Mathieu Rigouste, chercheur en sciences sociales à l’université Paris-VIII-Saint-Denis et auteur de plusieurs articles sur la construction médiatique de l’« immigré » et des quartiers populaires, répond à nos questions.

L’ennemi intérieur, Des guerres coloniales au nouvel ordre sécuritaire

Mathieu Rigouste, éditions La découverte, février 2009, 22 €.

Chat du 93 – « Classes laborieuses, classes dangereuses », le livre classique de Louis Chevalier, s’intéressait au Paris du début du xixe siècle. Rien n’a beaucoup changé, semble-t-il. Comment une société maintient-elle l’ordre ?

Matthieu Rigouste – En étudiant le crime et sa gestion dans le Paris de Louis-Philippe, Louis Chevalier décrivait un antagonisme de classes si fort qu’il semblait prendre la forme symbolique d’une « lutte des races ». Les classes laborieuses étant traitées sur le mode de l’infection et le maintien de l’ordre comme médecine du corps national gan­grené. De ce point de vue, la structure du maintien de l’ordre n’a guère évolué. La division raciste et sexiste des dominés permet d’éparpiller leurs forces. La ville capitaliste continue de s’organiser autour d’une forme d’apartheid social. Jean-Pierre Garnier parle de « contre-révolution urbaine ». Mais avant de s’exercer par la violence physique, le maintien de l’ordre et la domination en général sont portés par des imaginaires et des manières de fabriquer l’espace et le temps, il s’agit de produire l’autosujétion des dominés par la culpabilité et la peur. La différence essentielle s’opère au xxe siècle, avec les deux guerres mondiales et l’émergence des complexes militaro-industriels et médiatico-sécuritaires, qui ont transformé le contrôle social en marché, en secteur d’accumulation du capital.

C. d. 93 – Peut-on qualifier de coloniale ou postcoloniale la gestion des populations des quartiers populaires ?

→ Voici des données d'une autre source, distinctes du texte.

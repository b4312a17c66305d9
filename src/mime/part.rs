//-
// Copyright (c) 2023, Jason Lingle
//
// This file is part of Lazymime.
//
// Lazymime is free software: you can redistribute it and/or modify it under
// the terms of the GNU  General Public License as published  by the Free
// Software Foundation, either version 3 of the License, or (at your option)
// any later version.
//
// Lazymime is distributed  in the hope that it will  be useful, but WITHOUT
// ANY  WARRANTY; without  even  the implied  warranty  of MERCHANTABILITY  or
// FITNESS FOR  A PARTICULAR  PURPOSE. See the  GNU General  Public License
// for more details.
//
// You should have received a copy of the GNU General Public License along
// with Lazymime. If not, see <http://www.gnu.org/licenses/>.

//! Per-part parse state.
//!
//! Parts live in an id-indexed arena owned by one `ParseContext` per
//! message, with parent links as plain ids. This keeps the ancestry that
//! boundary matching walks as explicit data and leaves the proxies free to
//! hold cheap ids instead of borrows.

use crate::mime::bytes::SharedSource;
use crate::mime::header::{read_header_block, HeaderBlock};
use crate::mime::scanner::LineScanner;
use crate::support::error::Error;

/// Maximum nesting depth before new children are refused and their bytes
/// degrade to the enclosing part's content.
const MAX_DEPTH: u32 = 20;
/// Maximum total parts in one message, against hostile input.
const MAX_PARTS: usize = 1000;

pub type PartId = usize;

/// A uuencoded section's metadata, captured from its `begin` sentinel.
#[derive(Clone, Debug, PartialEq, Eq)]
pub struct UuInfo {
    /// File mode as the octal number from the sentinel (`644` parses to
    /// `0o644`).
    pub mode: u32,
    pub filename: String,
}

/// A `begin` sentinel that has been consumed but whose child part has not
/// been opened yet.
#[derive(Clone, Debug)]
pub(crate) struct PendingUu {
    pub start: u64,
    pub mode: u32,
    pub filename: String,
}

/// The parse state of one not-yet-fully-realized part.
#[derive(Debug)]
pub struct PartBuilder {
    parent: Option<PartId>,
    part_start: Option<u64>,
    part_end: Option<u64>,
    content_start: Option<u64>,
    content_end: Option<u64>,
    /// The part's own boundary with the leading `--`, resolved lazily
    /// from Content-Type.
    boundary: Option<Vec<u8>>,
    boundary_resolved: bool,
    /// The part's own terminal boundary was seen.
    pub end_boundary_found: bool,
    /// An ancestor's boundary (or EOF, the implicit outermost boundary)
    /// closed this part.
    pub parent_boundary_found: bool,
    can_have_headers: bool,
    pub headers: HeaderBlock,
    uu_info: Option<UuInfo>,
    pending_uu: Option<PendingUu>,
    pub(crate) children_spawned: u32,
}

impl PartBuilder {
    fn new(parent: Option<PartId>, can_have_headers: bool) -> Self {
        PartBuilder {
            parent,
            part_start: None,
            part_end: None,
            content_start: None,
            content_end: None,
            boundary: None,
            boundary_resolved: false,
            end_boundary_found: false,
            parent_boundary_found: false,
            can_have_headers,
            headers: HeaderBlock::new(),
            uu_info: None,
            pending_uu: None,
            children_spawned: 0,
        }
    }

    pub fn parent(&self) -> Option<PartId> {
        self.parent
    }

    pub fn part_start(&self) -> Option<u64> {
        self.part_start
    }

    pub fn part_end(&self) -> Option<u64> {
        self.part_end
    }

    pub fn content_start(&self) -> Option<u64> {
        self.content_start
    }

    pub fn content_end(&self) -> Option<u64> {
        self.content_end
    }

    pub fn uu_info(&self) -> Option<&UuInfo> {
        self.uu_info.as_ref()
    }

    /// Whether this part may carry headers; false marks a discardable
    /// trailing part spawned only to consume an epilogue.
    pub fn can_have_headers(&self) -> bool {
        self.can_have_headers
    }

    fn close_at(&mut self, end: u64) {
        // A close position can never precede the content start (an empty
        // part closes exactly at it)
        let end = end.max(self.content_start.unwrap_or(end));
        if self.content_end.is_none() {
            self.content_end = Some(end);
        }
        if self.part_end.is_none() {
            self.part_end = Some(end.max(self.content_end.unwrap_or(end)));
        }
    }
}

/// All parse state for one message: the shared source, the line scanner
/// over it, and the part arena.
pub struct ParseContext {
    pub(crate) source: SharedSource,
    pub(crate) scanner: LineScanner,
    parts: Vec<PartBuilder>,
}

impl ParseContext {
    pub fn new(source: SharedSource) -> Self {
        ParseContext {
            scanner: LineScanner::new(source.clone()),
            source,
            parts: Vec::new(),
        }
    }

    pub fn part(&self, id: PartId) -> &PartBuilder {
        &self.parts[id]
    }

    pub(crate) fn part_mut(&mut self, id: PartId) -> &mut PartBuilder {
        &mut self.parts[id]
    }

    /// Opens the top-level part with externally supplied headers; the
    /// whole source is body.
    pub(crate) fn open_root_with_headers(
        &mut self,
        headers: HeaderBlock,
    ) -> PartId {
        debug_assert!(self.parts.is_empty());
        let mut builder = PartBuilder::new(None, true);
        builder.part_start = Some(0);
        builder.content_start = Some(0);
        builder.headers = headers;
        self.parts.push(builder);
        self.parts.len() - 1
    }

    /// Opens a part at `part_start`, reading its header block from the
    /// scanner if `with_headers`.
    ///
    /// For parts created from a uuencode sentinel the sentinel line is
    /// already consumed but belongs to the part, so `part_start` may lie
    /// before the cursor; such parts never read headers.
    pub(crate) fn open_part(
        &mut self,
        parent: Option<PartId>,
        part_start: u64,
        with_headers: bool,
        uu_info: Option<UuInfo>,
    ) -> Result<PartId, Error> {
        let mut builder = PartBuilder::new(parent, with_headers);
        builder.part_start = Some(part_start);
        builder.uu_info = uu_info;

        if with_headers {
            debug_assert_eq!(part_start, self.scanner.pos());
            let (headers, content_start) =
                read_header_block(&mut self.scanner)?;
            builder.headers = headers;
            builder.content_start = Some(content_start);
        } else {
            builder.content_start = Some(part_start);
        }

        self.parts.push(builder);
        let id = self.parts.len() - 1;
        if let Some(parent) = parent {
            self.parts[parent].children_spawned += 1;
        }
        Ok(id)
    }

    pub(crate) fn depth(&self, id: PartId) -> u32 {
        let mut depth = 0;
        let mut cur = self.parts[id].parent;
        while let Some(id) = cur {
            depth += 1;
            cur = self.parts[id].parent;
        }
        depth
    }

    /// Whether a new child of `parent` is within the hostile-input
    /// limits. A refusal silently degrades the child's bytes to parent
    /// content.
    pub(crate) fn may_spawn(&self, parent: PartId) -> bool {
        if self.parts.len() >= MAX_PARTS {
            log::warn!("Part limit reached; treating rest as content");
            return false;
        }
        if self.depth(parent) + 1 >= MAX_DEPTH {
            log::warn!(
                "Nesting limit reached; treating part as opaque content"
            );
            return false;
        }
        true
    }

    /// Resolves the part's boundary from its Content-Type, once; returns
    /// whether it has one.
    pub(crate) fn ensure_boundary(&mut self, id: PartId) -> bool {
        if !self.parts[id].boundary_resolved {
            let boundary =
                self.parts[id].headers.content_type().and_then(|ct| {
                    ct.parm("boundary").map(|b| {
                        let mut owned =
                            Vec::with_capacity(b.len() + 2);
                        owned.extend_from_slice(b"--");
                        owned.extend_from_slice(b);
                        owned
                    })
                });
            let builder = &mut self.parts[id];
            builder.boundary = boundary;
            builder.boundary_resolved = true;
        }
        self.parts[id].boundary.is_some()
    }

    /// The boundaries that can still close a scan of `id`: the part's own
    /// and each ancestor's, innermost first, omitting levels that already
    /// saw their terminal boundary.
    pub(crate) fn live_boundary_stack(
        &mut self,
        id: PartId,
    ) -> Vec<(PartId, Vec<u8>)> {
        let mut stack = Vec::new();
        let mut cur = Some(id);
        while let Some(id) = cur {
            self.ensure_boundary(id);
            let builder = &self.parts[id];
            if !builder.end_boundary_found {
                if let Some(ref boundary) = builder.boundary {
                    stack.push((id, boundary.clone()));
                }
            }
            cur = builder.parent;
        }
        stack
    }

    /// Closes `from` and every ancestor strictly below `owner` at `end`,
    /// marking them terminated-by-ancestor. `None` is EOF, the implicit
    /// boundary owned by nothing, which closes all the way to the root.
    pub(crate) fn close_upward(
        &mut self,
        from: PartId,
        owner: Option<PartId>,
        end: u64,
    ) {
        let mut cur = Some(from);
        while let Some(id) = cur {
            if Some(id) == owner {
                break;
            }
            let builder = &mut self.parts[id];
            builder.close_at(end);
            builder.parent_boundary_found = true;
            cur = builder.parent;
        }
    }

    /// Closes a single part at `end` without touching its ancestors; used
    /// when a sibling sentinel ends a uuencode section.
    pub(crate) fn close_part_at(&mut self, id: PartId, end: u64) {
        self.parts[id].close_at(end);
    }

    pub(crate) fn set_content_end_if_unset(
        &mut self,
        id: PartId,
        end: u64,
    ) {
        let builder = &mut self.parts[id];
        if builder.content_end.is_none() {
            // As in close_at, an end derived from a delimiter terminator
            // can never precede the content start
            let end = end.max(builder.content_start.unwrap_or(end));
            builder.content_end = Some(end);
        }
    }

    pub(crate) fn set_pending_uu(&mut self, id: PartId, pending: PendingUu) {
        self.parts[id].pending_uu = Some(pending);
    }

    pub(crate) fn take_pending_uu(
        &mut self,
        id: PartId,
    ) -> Option<PendingUu> {
        self.parts[id].pending_uu.take()
    }
}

M. R. – La colonie comme le quartier populaire sont des territoires où le pouvoir expérimente ses armes et les modalités de la guerre sociale. Ils sont des laboratoires, des vitrines et des rouages de la transformation des modèles de domination. Ce sont pourtant bien deux réalités différentes, dans le temps, l’espace et les modes de gestion. C’est ce que signifie l’acception anglosaxonne « postcolonial » que je retiens. Les quartiers populaires sont effectivement gérés de manière postcoloniale, cela veut dire que le contrôle, la surveillance et la coercition s’y exercent en héritant, en revisitant, en reformulant, en redéployant des dispositifs issus du répertoire proprement colonial sur les classes populaires. Les quartiers ne sont pas des colonies, peut-être pourrait-on parler de postcolonies intérieures ou d’endocolonies. Mais, bien que distincts, les territoires populaires et coloniaux s’influencent en permanence, ils s’inscrivent dans un continuum de gestion impériale-raciste et militaro-policière.

C. d. 93 – À cet égard, que penses-tu des brigades de sécurité, récemment instaurées dans les bahuts de l’académie de Créteil ?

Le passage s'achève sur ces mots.